Bouma spoke to Eureka Street TV at the Centenary Conference of the Melbourne College of Divinity held at Trinity College, Melbourne in July 2010. The overall theme of the conference was the future of religion in Australian society. He talks about the factors that have shaped religion in Australia, the decline of all Christian denominations, and the future of belief and spirituality in this country.

Bouma had unlikely beginnings for this role as commentator on religion in Australia. He was born in Grand Rapids, Michigan in 1942, and is a citizen of both Australia and the US. He undertook all his academic training in theology and sociology at various universities in America, and only came to Australia in his late 30s.

Since arriving here, he has worked mainly at Monash University in Melbourne, and is now Emeritus Professor of Sociology at Monash's School of Political and Social Inquiry.

Bouma's deep and abiding interest in religion is not just an academic exercise.
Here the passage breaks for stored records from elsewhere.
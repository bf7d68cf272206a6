//! Conversion orchestration.
//! This module wires SRT parsing, timing validation and ASS rendering.

use crate::error::ConvertError;
use crate::{ass, encoding, srt, timing};
use anyhow::{anyhow, Context, Result};
use serde::Serialize;
use std::any::Any;
use std::fs;
use std::panic::{self, AssertUnwindSafe};
use std::path::{Path, PathBuf};
use tracing::{error, info, trace};

/// Outcome of one conversion. Exactly one of `content` or `error` is set.
#[derive(Debug, Clone, PartialEq, Eq, Serialize)]
#[serde(rename_all = "camelCase")]
pub struct ConversionResult {
    pub success: bool,
    #[serde(skip_serializing_if = "Option::is_none")]
    pub content: Option<String>,
    #[serde(skip_serializing_if = "Option::is_none")]
    pub subtitle_count: Option<usize>,
    #[serde(skip_serializing_if = "Option::is_none")]
    pub error: Option<String>,
}

impl ConversionResult {
    /// Successful result carrying the rendered script.
    pub fn succeeded(content: String, subtitle_count: usize) -> Self {
        Self {
            success: true,
            content: Some(content),
            subtitle_count: Some(subtitle_count),
            error: None,
        }
    }

    /// Failed result carrying a human readable message.
    pub fn failed(err: &ConvertError) -> Self {
        Self {
            success: false,
            content: None,
            subtitle_count: None,
            error: Some(err.to_string()),
        }
    }

    /// View the result as a `Result`, handy for `?` in callers.
    pub fn into_result(self) -> Result<(String, usize)> {
        match (self.content, self.subtitle_count) {
            (Some(content), Some(count)) if self.success => Ok((content, count)),
            _ => Err(anyhow!(self
                .error
                .unwrap_or_else(|| "conversion failed".to_string()))),
        }
    }
}

/// Convert SRT text into an ASS script.
///
/// Never fails and never panics: every problem, including a panic inside
/// the pipeline, ends up as a failed [`ConversionResult`].
pub fn convert(raw: &str) -> ConversionResult {
    trace!("convert raw_len={}", raw.len());
    let outcome = panic::catch_unwind(AssertUnwindSafe(|| run_pipeline(raw)))
        .unwrap_or_else(|payload| Err(ConvertError::UnexpectedFailure(panic_message(&payload))));
    match outcome {
        Ok((content, count)) => {
            info!("converted {count} subtitles");
            ConversionResult::succeeded(content, count)
        }
        Err(err) => {
            error!("conversion failed: {err}");
            ConversionResult::failed(&err)
        }
    }
}

/// Repair, parse, validate and render. Only document level failures are returned.
pub fn run_pipeline(raw: &str) -> Result<(String, usize), ConvertError> {
    let repaired = encoding::fix(raw);
    let records = srt::parse(&repaired)?;
    if records.is_empty() {
        return Err(ConvertError::NoValidSubtitles);
    }
    let records = timing::validate(records);
    let (content, written) = ass::render(&records);
    if written == 0 {
        return Err(ConvertError::NoValidSubtitles);
    }
    Ok((content, written))
}

fn panic_message(payload: &Box<dyn Any + Send>) -> String {
    payload
        .downcast_ref::<&str>()
        .map(|s| s.to_string())
        .or_else(|| payload.downcast_ref::<String>().cloned())
        .unwrap_or_else(|| "internal error".to_string())
}

/// Convert an SRT file on disk and write the ASS script.
/// The output defaults to the input path with an `.ass` extension.
pub fn convert_file(input: &Path, output: Option<&Path>) -> Result<PathBuf> {
    trace!("convert_file input={}", input.display());
    let bytes = fs::read(input).with_context(|| format!("reading {}", input.display()))?;
    let (text, encoding) = crate::intake::decode_text(&bytes);
    info!("decoded {} as {encoding}", input.display());
    let (content, count) = convert(&text).into_result()?;
    let out_path = output
        .map(Path::to_path_buf)
        .unwrap_or_else(|| default_output_path(input));
    fs::write(&out_path, content).with_context(|| format!("writing {}", out_path.display()))?;
    info!("wrote {count} subtitles to {}", out_path.display());
    Ok(out_path)
}

/// `movie.srt` becomes `movie.ass` next to it.
pub fn default_output_path(input: &Path) -> PathBuf {
    input.with_extension("ass")
}

#[cfg(test)]
mod tests {
    use super::*;
    use encoding_rs::WINDOWS_1252;
    use tempfile::tempdir;

    fn cue(index: u32, start: &str, end: &str, text: &str) -> String {
        format!("{index}\n{start} --> {end}\n{text}\n\n")
    }

    #[test]
    fn converts_in_index_order() {
        let input = [
            cue(3, "00:00:05,000", "00:00:06,000", "three"),
            cue(1, "00:00:01,000", "00:00:02,000", "one"),
            cue(2, "00:00:03,000", "00:00:04,000", "two"),
        ]
        .concat();
        let result = convert(&input);
        assert!(result.success);
        assert_eq!(result.subtitle_count, Some(3));
        let content = result.content.unwrap();
        let texts: Vec<&str> = content
            .lines()
            .filter(|l| l.starts_with("Dialogue:"))
            .map(|l| l.rsplit(",,").next().unwrap())
            .collect();
        assert_eq!(texts, vec!["one", "two", "three"]);
    }

    #[test]
    fn drops_one_malformed_block_out_of_ten() {
        let mut input = String::new();
        for i in 1..=10u32 {
            if i == 4 {
                input.push_str("4\n00:00:04,000 --> 00:00:05,000\n\n");
            } else {
                input.push_str(&cue(i, &format!("00:00:{i:02},000"), &format!("00:00:{i:02},900"), "text"));
            }
        }
        let result = convert(&input);
        assert_eq!(result.subtitle_count, Some(9));
        assert_eq!(result.content.unwrap().matches("\nDialogue: ").count(), 9);
    }

    #[test]
    fn encoded_carriage_return_keeps_cue_and_count() {
        let input = [
            cue(1, "00:00:01,000", "00:00:02,000", "A&#13;B"),
            cue(2, "00:00:03,000", "00:00:04,000", "ok"),
        ]
        .concat();
        let result = convert(&input);
        let content = result.content.unwrap();
        assert_eq!(result.subtitle_count, Some(2));
        assert_eq!(content.matches("\nDialogue: ").count(), 2);
        assert!(content.contains(",,A\\NB\n"));
    }

    #[test]
    fn corrects_backwards_cue() {
        let result = convert(&cue(1, "00:00:05,000", "00:00:03,000", "oops"));
        let content = result.content.unwrap();
        assert!(content.contains("Dialogue: 0,0:00:05.00,0:00:06.00,Default,,0,0,0,,oops"));
    }

    #[test]
    fn italic_cue_uses_italic_style() {
        let result = convert(&cue(1, "00:00:01,000", "00:00:02,000", "<i>Hello\nWorld</i>"));
        assert!(result
            .content
            .unwrap()
            .contains(",Italic,,0,0,0,,Hello\\NWorld\n"));
    }

    #[test]
    fn restores_vietnamese_mojibake() {
        let text = "Tôi không biết điều đó là";
        let (broken, _) = WINDOWS_1252.decode_without_bom_handling(text.as_bytes());
        assert_ne!(broken, text);
        let result = convert(&cue(1, "00:00:01,000", "00:00:02,000", &broken));
        assert!(result.content.unwrap().ends_with(&format!(",,{text}\n")));
        assert_eq!(encoding::fix(text), text);
    }

    #[test]
    fn empty_and_unusable_documents_fail_differently() {
        let empty = convert("   \n\n ");
        assert!(!empty.success);
        assert_eq!(empty.error.as_deref(), Some("the subtitle file is empty"));
        assert!(empty.content.is_none() && empty.subtitle_count.is_none());

        let unusable = convert("hello\n\nworld\n");
        assert!(!unusable.success);
        assert_eq!(unusable.error.as_deref(), Some("no valid subtitles found in file"));
    }

    #[test]
    fn result_serializes_like_the_endpoint() {
        let ok = serde_json::to_value(ConversionResult::succeeded("x".into(), 1)).unwrap();
        assert_eq!(ok, serde_json::json!({"success": true, "content": "x", "subtitleCount": 1}));
        let err = serde_json::to_value(ConversionResult::failed(&ConvertError::EmptyDocument)).unwrap();
        assert_eq!(err, serde_json::json!({"success": false, "error": "the subtitle file is empty"}));
    }

    #[test]
    fn panic_payloads_become_messages() {
        let payload = panic::catch_unwind(|| panic!("boom")).unwrap_err();
        assert_eq!(panic_message(&payload), "boom");
    }

    #[test]
    fn writes_ass_next_to_input() {
        let dir = tempdir().unwrap();
        let path = dir.path().join("movie.srt");
        fs::write(&path, cue(1, "00:00:00,000", "00:00:01,000", "hello")).unwrap();
        let out = convert_file(&path, None).unwrap();
        assert_eq!(out, dir.path().join("movie.ass"));
        let written = fs::read_to_string(out).unwrap();
        assert!(written.starts_with("[Script Info]"));
        assert!(written.contains(",,hello\n"));
    }

    #[test]
    fn convert_file_reports_empty_input() {
        let dir = tempdir().unwrap();
        let path = dir.path().join("empty.srt");
        fs::write(&path, "").unwrap();
        let err = convert_file(&path, None).unwrap_err();
        assert_eq!(err.to_string(), "the subtitle file is empty");
        assert!(!dir.path().join("empty.ass").exists());
    }
}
He is an Anglican priest, and is actively involved in a variety of religious organisations, particularly in the field of inter-religious dialogue.

In 2005 he was appointed as UNESCO Chair of Inter-religious and Intercultural Relations for the Asia-Pacific region. And he was Chair of the local Board of Management of the Parliament of the World's Religions held in Melbourne in December 2009.

Bouma has written scores of articles and book chapters, and over 20 books. A few of the latest are Democracy in Islam (2007), authored with Sayed Khatab , and Australian Soul: Religion and Spirituality in the 21st Century (2006), which won first prize for Christian theology publications awarded by the Australasian Theological Forum. 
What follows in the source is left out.